**Task item:** Set out exactly, line by line, the stretch of data below that begins at the line containing "to load config" and ends at the line containing "fn parse_params(params: &str)", with both ends kept.

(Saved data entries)

+===+

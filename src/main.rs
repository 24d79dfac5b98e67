//! Supervisor CLI
//!
//! Commands:
//!   supervisor call --origin <url> --service <s> --intf <i> --method <m>  - Run a call
//!   supervisor inspect <wasm>                                             - Classify imports and list exports

use anyhow::{bail, Context};
use async_trait::async_trait;
use clap::{Parser, Subcommand};
use serde_json::{json, Value};
use sha2::{Digest, Sha256};
use std::collections::BTreeSet;
use std::path::{Path, PathBuf};
use std::sync::Arc;
use supervisor::host_api::http::DirectoryClient;
use supervisor::host_api::storage::FileKvStore;
use supervisor::runtime::{classify_import, exported_functions, ImportClass};
use supervisor::types::SUPERVISOR_SERVICE;
use supervisor::{
    ApprovalDuration, FunctionCallArgs, PromptParams, PromptSurface, Supervisor, SupervisorConfig,
    SupervisorError,
};
use tokio::io::{AsyncBufReadExt, BufReader};
use tokio::sync::mpsc;
use tracing_subscriber::{layer::SubscriberExt, util::SubscriberInitExt, EnvFilter};

#[derive(Parser)]
#[command(name = "supervisor")]
#[command(about = "Broker for WebAssembly service plugins", long_about = None)]
struct Cli {
    /// Configuration file (TOML)
    #[arg(long, global = true)]
    config: Option<PathBuf>,

    #[command(subcommand)]
    command: Commands,
}

#[derive(Subcommand)]
enum Commands {
    /// Call a plugin method as the app at --origin
    Call {
        /// Origin of the calling app, e.g. https://myapp.psibase.localhost
        #[arg(long)]
        origin: String,

        #[arg(long)]
        service: String,

        #[arg(long)]
        plugin: Option<String>,

        #[arg(long)]
        intf: String,

        #[arg(long)]
        method: String,

        /// JSON array of parameters
        #[arg(long, default_value = "[]")]
        params: String,

        /// Load plugins from {dir}/{service}/{plugin}.wasm
        #[arg(long)]
        plugin_dir: Option<PathBuf>,
    },

    /// Classify the imports of a component and list its exports
    Inspect {
        /// Path to the WASM (or WAT) file
        wasm_file: PathBuf,

        /// Output as JSON
        #[arg(long)]
        json: bool,
    },
}

#[tokio::main]
async fn main() -> anyhow::Result<()> {
    let env_filter =
        EnvFilter::try_from_default_env().unwrap_or_else(|_| EnvFilter::new("supervisor=info"));
    tracing_subscriber::registry()
        .with(env_filter)
        .with(tracing_subscriber::fmt::layer().with_writer(std::io::stderr))
        .init();

    let cli = Cli::parse();
    match cli.command {
        Commands::Call {
            origin,
            service,
            plugin,
            intf,
            method,
            params,
            plugin_dir,
        } => {
            let mut config = load_config(cli.config.as_deref())?;
            if plugin_dir.is_some() {
                config.plugin_dir = plugin_dir;
            }
            let mut args = FunctionCallArgs::new(&service, &intf, &method, parse_params(&params)?);
            if let Some(plugin) = plugin {
                args = args.with_plugin(&plugin);
            }
            call_command(config, &origin, args).await
        }
        Commands::Inspect { wasm_file, json } => inspect_command(&wasm_file, json),
    }
}

fn load_config(path: Option<&Path>) -> anyhow::Result<SupervisorConfig> {
    match path {
        Some(path) => SupervisorConfig::load(path)
            .with_context(|| format!("failed to load config {}", path.display())),
        None => Ok(SupervisorConfig::default()),
    }
}

fn parse_params(params: &str) -> anyhow::Result<Vec<Value>> {
    match serde_json::from_str::<Value>(params).context("--params is not valid JSON")? {
        Value::Array(params) => Ok(params),
        other => bail!("--params must be a JSON array, got {}", other),
    }
}

/// Hands prompts to the terminal loop.
struct TerminalPrompt {
    tx: mpsc::UnboundedSender<PromptParams>,
}

#[async_trait]
impl PromptSurface for TerminalPrompt {
    async fn open(&self, params: PromptParams) -> Result<(), SupervisorError> {
        self.tx
            .send(params)
            .map_err(|_| SupervisorError::Transport("terminal prompt closed".into()))
    }
}

async fn answer_prompts(supervisor: Supervisor, mut prompts: mpsc::UnboundedReceiver<PromptParams>) {
    let mut lines = BufReader::new(tokio::io::stdin()).lines();
    while let Some(params) = prompts.recv().await {
        eprintln!();
        eprintln!("{} asks: {}", params.callee, params.prompt);
        eprintln!("  requested by {} ({})", params.caller, params.id);
        eprint!("allow? [y]es for this session, [p]ermanently, [n]o: ");

        let answer = match lines.next_line().await {
            Ok(Some(line)) => line,
            _ => String::new(),
        };
        let gate = supervisor.gate();
        let outcome = match answer.trim() {
            "y" | "yes" => gate.accept(params.id, ApprovalDuration::Session, SUPERVISOR_SERVICE),
            "p" | "permanent" => gate.accept(params.id, ApprovalDuration::Permanent, SUPERVISOR_SERVICE),
            _ => gate.deny(params.id, SUPERVISOR_SERVICE),
        };
        if let Err(e) = outcome {
            tracing::warn!(error = %e, "failed to answer prompt");
        }
    }
}

async fn call_command(
    config: SupervisorConfig,
    origin: &str,
    args: FunctionCallArgs,
) -> anyhow::Result<()> {
    let (tx, rx) = mpsc::unbounded_channel();
    let mut builder = Supervisor::builder(config.clone()).prompt(Arc::new(TerminalPrompt { tx }));
    if let Some(dir) = &config.plugin_dir {
        builder = builder.http(Arc::new(DirectoryClient::new(dir, &config.root_domain)));
    }
    if let Some(path) = &config.storage_path {
        let store = FileKvStore::open(path)
            .with_context(|| format!("failed to open storage {}", path.display()))?;
        builder = builder.storage(Arc::new(store));
    }
    let supervisor = builder.build().context("invalid configuration")?;
    tokio::spawn(answer_prompts(supervisor.clone(), rx));

    match supervisor.function_call(origin, args).await {
        Ok(value) => {
            println!("{}", serde_json::to_string_pretty(&value)?);
            Ok(())
        }
        Err(e) => {
            println!("{}", serde_json::to_string_pretty(&e.to_payload())?);
            bail!("call failed: {}", e)
        }
    }
}

fn inspect_command(wasm_file: &Path, json: bool) -> anyhow::Result<()> {
    let bytes = std::fs::read(wasm_file)
        .with_context(|| format!("failed to read {}", wasm_file.display()))?;
    let digest = hex::encode(Sha256::digest(&bytes));
    let module = wasmtime::Module::new(&wasmtime::Engine::default(), &bytes)
        .map_err(|e| anyhow::anyhow!("failed to compile {}: {:#}", wasm_file.display(), e))?;

    let mut imports = Vec::new();
    let mut dependencies = BTreeSet::new();
    for import in module.imports() {
        let class = classify_import(import.module(), import.name(), &import.ty());
        if let Ok(ImportClass::Proxy { target, .. }) = &class {
            dependencies.insert(target.clone());
        }
        imports.push((import.module().to_string(), import.name().to_string(), class));
    }
    let exports = exported_functions(&module);

    if json {
        let imports: Vec<Value> = imports
            .iter()
            .map(|(module, name, class)| match class {
                Ok(class) => json!({"module": module, "name": name, "class": class}),
                Err(e) => json!({"module": module, "name": name, "error": e.to_string()}),
            })
            .collect();
        let report = json!({
            "digest": digest,
            "imports": imports,
            "dependencies": dependencies,
            "exports": exports,
        });
        println!("{}", serde_json::to_string_pretty(&report)?);
        return Ok(());
    }

    println!("digest: {}", digest);
    if !imports.is_empty() {
        println!("imports:");
        for (module, name, class) in &imports {
            let described = match class {
                Ok(ImportClass::HostOp { .. }) => "host op".to_string(),
                Ok(ImportClass::Wasi { .. }) => "wasi".to_string(),
                Ok(ImportClass::Proxy { target, intf, method }) => {
                    format!("proxy -> {} {}::{}", target, intf, method)
                }
                Err(e) => format!("unsupported: {}", e),
            };
            println!("  {} {}: {}", module, name, described);
        }
    }
    if !dependencies.is_empty() {
        println!("dependencies:");
        for dep in &dependencies {
            println!("  {}", dep);
        }
    }
    if !exports.is_empty() {
        println!("exports:");
        for export in &exports {
            println!("  {}", export);
        }
    }
    Ok(())
}
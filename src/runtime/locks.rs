//! Which call chain holds which component instance.
//!
//! A chain holds an instance for as long as one of its calls is inside it,
//! including while a nested call waits at the permission gate. Waiting for
//! an instance whose holder is itself waiting, directly or through other
//! chains, on an instance this chain holds would never finish, so such a
//! wait is refused.

use crate::error::SupervisorError;
use crate::types::QualifiedPluginId;
use std::collections::HashMap;
use std::sync::atomic::{AtomicU64, Ordering};
use std::sync::{Arc, Mutex, MutexGuard, PoisonError};

/// Identifies one top-level call and everything it dispatches.
pub type ChainId = u64;

/// Identifies one instantiation; a reloaded plugin gets a new key.
pub type InstanceKey = u64;

static NEXT_INSTANCE: AtomicU64 = AtomicU64::new(1);

pub fn next_instance_key() -> InstanceKey {
    NEXT_INSTANCE.fetch_add(1, Ordering::Relaxed)
}

#[derive(Default)]
struct WaitGraph {
    holders: HashMap<InstanceKey, ChainId>,
    waiting: HashMap<ChainId, (InstanceKey, QualifiedPluginId)>,
}

#[derive(Default)]
pub struct InstanceLocks {
    graph: Mutex<WaitGraph>,
}

impl InstanceLocks {
    pub fn new() -> Arc<Self> {
        Arc::new(Self::default())
    }

    fn graph(&self) -> MutexGuard<'_, WaitGraph> {
        self.graph.lock().unwrap_or_else(PoisonError::into_inner)
    }

    /// Chain currently inside `key`.
    pub fn holder(&self, key: InstanceKey) -> Option<ChainId> {
        self.graph().holders.get(&key).copied()
    }

    /// Records `chain` as the holder of `key` until the guard drops.
    pub fn hold(self: &Arc<Self>, key: InstanceKey, chain: ChainId) -> HoldGuard {
        self.graph().holders.insert(key, chain);
        HoldGuard {
            locks: self.clone(),
            key,
            chain,
        }
    }

    /// Records that `chain` waits for `key` (named `id`) until the guard
    /// drops. Fails with `CyclicCall` when the wait closes a cycle.
    pub fn wait(
        self: &Arc<Self>,
        key: InstanceKey,
        id: &QualifiedPluginId,
        chain: ChainId,
    ) -> Result<WaitGuard, SupervisorError> {
        let mut graph = self.graph();

        let mut path = vec![id.to_string()];
        let mut next = key;
        // Each step follows a distinct waiting chain, so the walk is bounded.
        for _ in 0..=graph.waiting.len() {
            let Some(&holder) = graph.holders.get(&next) else {
                break;
            };
            if holder == chain {
                path.insert(0, format!("chain {}", chain));
                return Err(SupervisorError::CyclicCall(format!(
                    "waiting would deadlock: {}",
                    path.join(" -> ")
                )));
            }
            let Some((key, id)) = graph.waiting.get(&holder) else {
                break;
            };
            path.push(id.to_string());
            next = *key;
        }

        graph.waiting.insert(chain, (key, id.clone()));
        Ok(WaitGuard {
            locks: self.clone(),
            chain,
        })
    }
}

#[must_use]
pub struct HoldGuard {
    locks: Arc<InstanceLocks>,
    key: InstanceKey,
    chain: ChainId,
}

impl Drop for HoldGuard {
    fn drop(&mut self) {
        let mut graph = self.locks.graph();
        if graph.holders.get(&self.key) == Some(&self.chain) {
            graph.holders.remove(&self.key);
        }
    }
}

#[must_use]
pub struct WaitGuard {
    locks: Arc<InstanceLocks>,
    chain: ChainId,
}

impl Drop for WaitGuard {
    fn drop(&mut self) {
        self.locks.graph().waiting.remove(&self.chain);
    }
}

+===+

**Your response:**
            .with_context(|| format!("failed to load config {}", path.display())),
        None => Ok(SupervisorConfig::default()),
    }
}

fn parse_params(params: &str) -> anyhow::Result<Vec<Value>> {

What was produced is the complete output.